Sabtu, 4 Oktober 2025

Konflik India dan Pakistan

India vs Pakistan: Kedua Negara Sepakat Menahan Diri, Siapa yang Menang dalam Pertempuran Terakhir?

Untuk pertama kalinya di era modern, dua kekuatan yang hampir setara, khususnya dalam kekuatan udara, terlibat dalam pertempuran terbuka.

YouTube Al Jazeera English
INDIA VS PAKISTAN - India dan Pakistan terlibat dalam baku tembak di sepanjang Garis Kontrol (LoC) di Kashmir selama lebih dari seminggu, menghidupkan kembali salah satu titik nyala militer paling tidak stabil di dunia.  

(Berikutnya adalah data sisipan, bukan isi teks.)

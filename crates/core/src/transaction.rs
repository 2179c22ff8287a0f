use chrono::NaiveDate;
use serde::{Deserialize, Serialize};
use std::fmt;
use std::str::FromStr;
use thiserror::Error;

use super::category::Category;
use super::money::Money;

/// Surrogate key assigned by the ledger store on insert.
#[derive(Debug, Clone, Copy, PartialEq, Eq, Hash, PartialOrd, Ord, Serialize, Deserialize)]
pub struct RecordId(pub i64);

impl fmt::Display for RecordId {
    fn fmt(&self, f: &mut fmt::Formatter<'_>) -> fmt::Result {
        write!(f, "{}", self.0)
    }
}

#[derive(Debug, Clone, Copy, PartialEq, Eq, Hash, Serialize, Deserialize)]
#[serde(rename_all = "lowercase")]
pub enum TransactionType {
    Income,
    Outcome,
}

impl TransactionType {
    pub fn as_str(self) -> &'static str {
        match self {
            TransactionType::Income => "income",
            TransactionType::Outcome => "outcome",
        }
    }
}

impl fmt::Display for TransactionType {
    fn fmt(&self, f: &mut fmt::Formatter<'_>) -> fmt::Result {
        f.write_str(self.as_str())
    }
}

impl FromStr for TransactionType {
    type Err = String;

    fn from_str(s: &str) -> Result<Self, Self::Err> {
        match s {
            "income" => Ok(TransactionType::Income),
            "outcome" => Ok(TransactionType::Outcome),
            other => Err(format!("Unknown transaction type: '{other}'")),
        }
    }
}

#[derive(Debug, Clone, PartialEq, Eq, Error)]
pub enum LedgerError {
    #[error("Both spent ({spent}) and received ({received}) are nonzero")]
    AmountConflict { spent: Money, received: Money },
    #[error("Neither spent nor received carries an amount")]
    MissingAmount,
    #[error("Negative amount: {0}")]
    NegativeAmount(Money),
    #[error("Description is empty")]
    EmptyDescription,
}

/// A normalized statement row that has not been stored yet.
///
/// Construction enforces that exactly one of `spent` / `received` is nonzero,
/// and derives the transaction type from whichever one it is.
#[derive(Debug, Clone, PartialEq, Eq, Serialize)]
pub struct NewTransaction {
    date: NaiveDate,
    transaction_type: TransactionType,
    spent: Money,
    received: Money,
    description: String,
}

impl NewTransaction {
    pub fn new(
        date: NaiveDate,
        spent: Money,
        received: Money,
        description: impl Into<String>,
    ) -> Result<Self, LedgerError> {
        for amount in [spent, received] {
            if amount.is_negative() {
                return Err(LedgerError::NegativeAmount(amount));
            }
        }

        let transaction_type = match (spent.is_zero(), received.is_zero()) {
            (true, false) => TransactionType::Income,
            (false, true) => TransactionType::Outcome,
            (false, false) => return Err(LedgerError::AmountConflict { spent, received }),
            (true, true) => return Err(LedgerError::MissingAmount),
        };

        let description = description.into().trim().to_string();
        if description.is_empty() {
            return Err(LedgerError::EmptyDescription);
        }

        Ok(NewTransaction {
            date,
            transaction_type,
            spent,
            received,
            description,
        })
    }

    pub fn date(&self) -> NaiveDate {
        self.date
    }

    pub fn transaction_type(&self) -> TransactionType {
        self.transaction_type
    }

    pub fn spent(&self) -> Money {
        self.spent
    }

    pub fn received(&self) -> Money {
        self.received
    }

    pub fn description(&self) -> &str {
        &self.description
    }

    /// The nonzero side of the record.
    pub fn amount(&self) -> Money {
        match self.transaction_type {
            TransactionType::Income => self.received,
            TransactionType::Outcome => self.spent,
        }
    }

    pub fn natural_key(&self) -> NaturalKey {
        NaturalKey {
            date: self.date,
            description: self.description.clone(),
            transaction_type: self.transaction_type,
            amount: self.amount(),
        }
    }
}

/// Identity of a statement row for duplicate detection.
#[derive(Debug, Clone, PartialEq, Eq, Hash)]
pub struct NaturalKey {
    pub date: NaiveDate,
    pub description: String,
    pub transaction_type: TransactionType,
    pub amount: Money,
}

impl fmt::Display for NaturalKey {
    fn fmt(&self, f: &mut fmt::Formatter<'_>) -> fmt::Result {
        write!(
            f,
            "{} '{}' {} {}",
            self.date, self.description, self.transaction_type, self.amount
        )
    }
}

/// A row of the ledger store.
#[derive(Debug, Clone, PartialEq, Eq, Serialize)]
pub struct TransactionRecord {
    pub id: RecordId,
    pub date: NaiveDate,
    pub transaction_type: TransactionType,
    pub spent: Money,
    pub received: Money,
    pub description: String,
    pub category: Option<Category>,
}

impl TransactionRecord {
    pub fn amount(&self) -> Money {
        match self.transaction_type {
            TransactionType::Income => self.received,
            TransactionType::Outcome => self.spent,
        }
    }
}

#[cfg(test)]
mod tests {
    use super::*;

    fn date(y: i32, m: u32, d: u32) -> NaiveDate {
        NaiveDate::from_ymd_opt(y, m, d).unwrap()
    }

    #[test]
    fn outcome_when_spent() {
        let tx = NewTransaction::new(
            date(2024, 3, 12),
            Money::from_cents(450),
            Money::zero(),
            "TESCO LONDON",
        )
        .unwrap();
        assert_eq!(tx.transaction_type(), TransactionType::Outcome);
        assert_eq!(tx.amount(), Money::from_cents(450));
    }

    #[test]
    fn income_when_received() {
        let tx = NewTransaction::new(
            date(2024, 3, 1),
            Money::zero(),
            Money::from_cents(250_000),
            "SALARY",
        )
        .unwrap();
        assert_eq!(tx.transaction_type(), TransactionType::Income);
        assert_eq!(tx.amount(), Money::from_cents(250_000));
    }

    #[test]
    fn rejects_both_amounts() {
        let result = NewTransaction::new(
            date(2024, 3, 1),
            Money::from_cents(1),
            Money::from_cents(2),
            "BOTH",
        );
        assert!(matches!(result, Err(LedgerError::AmountConflict { .. })));
    }

    #[test]
    fn rejects_no_amount() {
        let result = NewTransaction::new(date(2024, 3, 1), Money::zero(), Money::zero(), "NONE");
        assert_eq!(result, Err(LedgerError::MissingAmount));
    }

    #[test]
    fn rejects_negative_amount() {
        let result = NewTransaction::new(
            date(2024, 3, 1),
            Money::from_cents(-300),
            Money::zero(),
            "REFUND",
        );
        assert!(matches!(result, Err(LedgerError::NegativeAmount(_))));
    }

    #[test]
    fn rejects_blank_description() {
        let result = NewTransaction::new(date(2024, 3, 1), Money::from_cents(1), Money::zero(), "  ");
        assert_eq!(result, Err(LedgerError::EmptyDescription));
    }

    #[test]
    fn natural_key_ignores_zero_side() {
        let a = NewTransaction::new(date(2024, 3, 1), Money::from_cents(999), Money::zero(), "UBER")
            .unwrap();
        let b = NewTransaction::new(date(2024, 3, 1), Money::from_cents(999), Money::zero(), " UBER ")
            .unwrap();
        assert_eq!(a.natural_key(), b.natural_key());
    }

    #[test]
    fn natural_keys_collapse_in_a_set() {
        use std::collections::HashSet;

        let spent = |desc: &str| {
            NewTransaction::new(date(2024, 3, 1), Money::from_cents(999), Money::zero(), desc)
                .unwrap()
                .natural_key()
        };
        let received =
            NewTransaction::new(date(2024, 3, 1), Money::zero(), Money::from_cents(999), "UBER")
                .unwrap()
                .natural_key();

        let keys: HashSet<NaturalKey> = [spent("UBER"), spent("UBER "), received].into_iter().collect();
        assert_eq!(keys.len(), 2);
    }

    #[test]
    fn transaction_type_parse() {
        assert_eq!("income".parse::<TransactionType>().unwrap(), TransactionType::Income);
        assert!("expense".parse::<TransactionType>().is_err());
    }
}
use serde::{Deserialize, Serialize};
use std::fmt;
use std::str::FromStr;
use tally_core::{RecordId, TransactionRecord};
use tally_storage::{fetch_uncategorized, set_category, LedgerStore, StorageError};
use thiserror::Error;
use tracing::{error, info};

use crate::engine::{CategorizeError, Categorizer, Resolution, ResolutionSource};
use crate::prompt::{PromptError, PromptPort};

/// What a categorization run does when the operator's answer is not a category.
#[derive(Debug, Clone, Copy, PartialEq, Eq, Default, Serialize, Deserialize)]
#[serde(rename_all = "lowercase")]
pub enum InvalidInputPolicy {
    /// Leave the record uncategorized and move on. Every resolved record is
    /// committed on its own.
    #[default]
    Skip,
    /// Stop the run and roll back every update it made. The run commits as
    /// one unit.
    Abort,
}

impl fmt::Display for InvalidInputPolicy {
    fn fmt(&self, f: &mut fmt::Formatter<'_>) -> fmt::Result {
        match self {
            InvalidInputPolicy::Skip => f.write_str("skip"),
            InvalidInputPolicy::Abort => f.write_str("abort"),
        }
    }
}

impl FromStr for InvalidInputPolicy {
    type Err = String;

    fn from_str(s: &str) -> Result<Self, Self::Err> {
        match s.trim().to_lowercase().as_str() {
            "skip" => Ok(InvalidInputPolicy::Skip),
            "abort" => Ok(InvalidInputPolicy::Abort),
            other => Err(format!("Unknown invalid-input policy: '{other}'")),
        }
    }
}

#[derive(Debug, Default, Clone, Copy, PartialEq, Eq)]
pub struct RunSummary {
    pub auto: usize,
    pub manual: usize,
    pub skipped: usize,
}

impl RunSummary {
    pub fn categorized(&self) -> usize {
        self.auto + self.manual
    }

    fn count(&mut self, resolution: &Resolution) {
        match resolution.source {
            ResolutionSource::Keyword(_) => self.auto += 1,
            ResolutionSource::Operator => self.manual += 1,
        }
    }
}

#[derive(Error, Debug)]
pub enum RunError {
    #[error("Run aborted on invalid input '{input}' for record {id}; {rolled_back} update(s) rolled back")]
    Aborted {
        id: RecordId,
        input: String,
        rolled_back: usize,
    },
    #[error(transparent)]
    Store(#[from] StorageError),
    #[error(transparent)]
    Prompt(#[from] PromptError),
}

/// Applies categorization decisions to the ledger with defined failure semantics.
///
/// A run owns the store and closes it when it finishes, whatever the outcome.
pub struct Coordinator {
    store: LedgerStore,
    categorizer: Categorizer,
    policy: InvalidInputPolicy,
}

impl Coordinator {
    pub fn new(store: LedgerStore, categorizer: Categorizer, policy: InvalidInputPolicy) -> Self {
        Self {
            store,
            categorizer,
            policy,
        }
    }

    pub async fn run<P>(self, prompt: &mut P) -> Result<RunSummary, RunError>
    where
        P: PromptPort + ?Sized,
    {
        let Coordinator {
            store,
            categorizer,
            policy,
        } = self;

        info!(%policy, "categorization run started");
        let result = match policy {
            InvalidInputPolicy::Skip => run_per_record(&store, &categorizer, prompt).await,
            InvalidInputPolicy::Abort => run_atomic(&store, &categorizer, prompt).await,
        };

        match &result {
            Ok(summary) => info!(
                auto = summary.auto,
                manual = summary.manual,
                skipped = summary.skipped,
                "categorization run finished"
            ),
            Err(e) => error!(error = %e, "categorization run failed"),
        }

        store.close().await;
        result
    }
}

/// Commits each record as soon as it is resolved; a bad answer only costs
/// that record.
async fn run_per_record<P>(
    store: &LedgerStore,
    categorizer: &Categorizer,
    prompt: &mut P,
) -> Result<RunSummary, RunError>
where
    P: PromptPort + ?Sized,
{
    let pending = store.uncategorized().await?;
    let mut summary = RunSummary::default();

    for record in &pending {
        // The prompt blocks; no store transaction is open while it waits.
        let resolution = match categorizer.resolve(record, prompt) {
            Ok(resolution) => resolution,
            Err(CategorizeError::InvalidCategoryInput { id, input }) => {
                error!(record_id = %id, input = %input, "invalid category input, record left uncategorized");
                prompt.notify_invalid(record, &input);
                summary.skipped += 1;
                continue;
            }
            Err(CategorizeError::Prompt(e)) => return Err(e.into()),
        };

        let mut txn = store.begin().await?;
        set_category(&mut *txn, record.id, resolution.category).await?;
        txn.commit().await.map_err(StorageError::from)?;

        log_resolution(record, &resolution);
        summary.count(&resolution);
    }

    Ok(summary)
}

/// Stages every update in one transaction; a bad answer discards them all.
async fn run_atomic<P>(
    store: &LedgerStore,
    categorizer: &Categorizer,
    prompt: &mut P,
) -> Result<RunSummary, RunError>
where
    P: PromptPort + ?Sized,
{
    let mut txn = store.begin().await?;
    let pending = fetch_uncategorized(&mut *txn).await?;
    let mut summary = RunSummary::default();

    for record in &pending {
        let resolution = match categorizer.resolve(record, prompt) {
            Ok(resolution) => resolution,
            Err(CategorizeError::InvalidCategoryInput { id, input }) => {
                error!(record_id = %id, input = %input, "invalid category input, aborting run");
                prompt.notify_invalid(record, &input);
                let rolled_back = summary.categorized();
                // Nothing is committed even if the rollback fails; report the abort.
                if let Err(e) = txn.rollback().await {
                    error!(error = %e, "rollback after invalid input failed");
                }
                return Err(RunError::Aborted {
                    id,
                    input,
                    rolled_back,
                });
            }
            Err(CategorizeError::Prompt(e)) => {
                if let Err(rollback) = txn.rollback().await {
                    error!(error = %rollback, "rollback after prompt failure failed");
                }
                return Err(e.into());
            }
        };

        set_category(&mut *txn, record.id, resolution.category).await?;
        log_resolution(record, &resolution);
        summary.count(&resolution);
    }

    txn.commit().await.map_err(StorageError::from)?;
    Ok(summary)
}

fn log_resolution(record: &TransactionRecord, resolution: &Resolution) {
    match &resolution.source {
        ResolutionSource::Keyword(keyword) => info!(
            record_id = %record.id,
            category = %resolution.category,
            keyword = %keyword,
            "auto-categorized"
        ),
        ResolutionSource::Operator => info!(
            record_id = %record.id,
            category = %resolution.category,
            "categorized by operator"
        ),
    }
}
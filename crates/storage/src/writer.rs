use tally_core::NewTransaction;
use tracing::{debug, info, warn};

use crate::db::{insert_if_absent, InsertOutcome, LedgerStore, StorageError};

#[derive(Debug, Default, Clone, Copy, PartialEq, Eq)]
pub struct ImportSummary {
    pub inserted: usize,
    pub skipped: usize,
}

/// Writes normalized statement records, skipping natural-key duplicates.
pub struct DedupWriter<'a> {
    store: &'a LedgerStore,
}

impl<'a> DedupWriter<'a> {
    pub fn new(store: &'a LedgerStore) -> Self {
        Self { store }
    }

    /// Writes the whole batch in one store transaction.
    ///
    /// Duplicates are counted and logged, never raised. Any store failure
    /// leaves the ledger as it was before the call.
    pub async fn write_batch<I>(&self, records: I) -> Result<ImportSummary, StorageError>
    where
        I: IntoIterator<Item = NewTransaction>,
    {
        let mut txn = self.store.begin().await?;
        let mut summary = ImportSummary::default();

        for record in records {
            match insert_if_absent(&mut *txn, &record).await? {
                InsertOutcome::Inserted(id) => {
                    summary.inserted += 1;
                    debug!(record_id = %id, key = %record.natural_key(), "record inserted");
                }
                InsertOutcome::Duplicate => {
                    summary.skipped += 1;
                    warn!(key = %record.natural_key(), "record already exists, skipped");
                }
            }
        }

        txn.commit().await?;
        info!(
            inserted = summary.inserted,
            skipped = summary.skipped,
            "import committed"
        );
        Ok(summary)
    }
}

TRIBUNNEWS.COM, JAKARTA - India dan Pakistan terlibat dalam baku tembak di sepanjang Garis Kontrol (LoC) di Kashmir selama lebih dari seminggu, menghidupkan kembali salah satu titik nyala militer paling tidak stabil di dunia. 

Konflik ini dipicu oleh tuduhan sabotase timbal balik antara kedua negara.

New Delhi mengklaim bahwa militan yang terlibat dalam serangan sebelumnya di Kashmir dilatih dan dipersenjatai oleh Islamabad.

Pakistan, di sisi lain, menuduh India memiliki ambisi ekspansionis untuk merebut seluruh Kashmir.

Meskipun eskalasi politik kedua negara itu sudah biasa, kontur militer dari putaran konflik kali ini tidaklah biasa. 

Untuk pertama kalinya di era modern, dua kekuatan yang hampir setara, khususnya dalam kekuatan udara, terlibat dalam pertempuran terbuka.

Sejarah yang ditulis dalam pertempuran kecil

Sejak pemisahan mereka pada tahun 1947, India dan Pakistan telah berperang berkali-kali dan terlibat dalam pertempuran kecil yang tak terhitung jumlahnya. 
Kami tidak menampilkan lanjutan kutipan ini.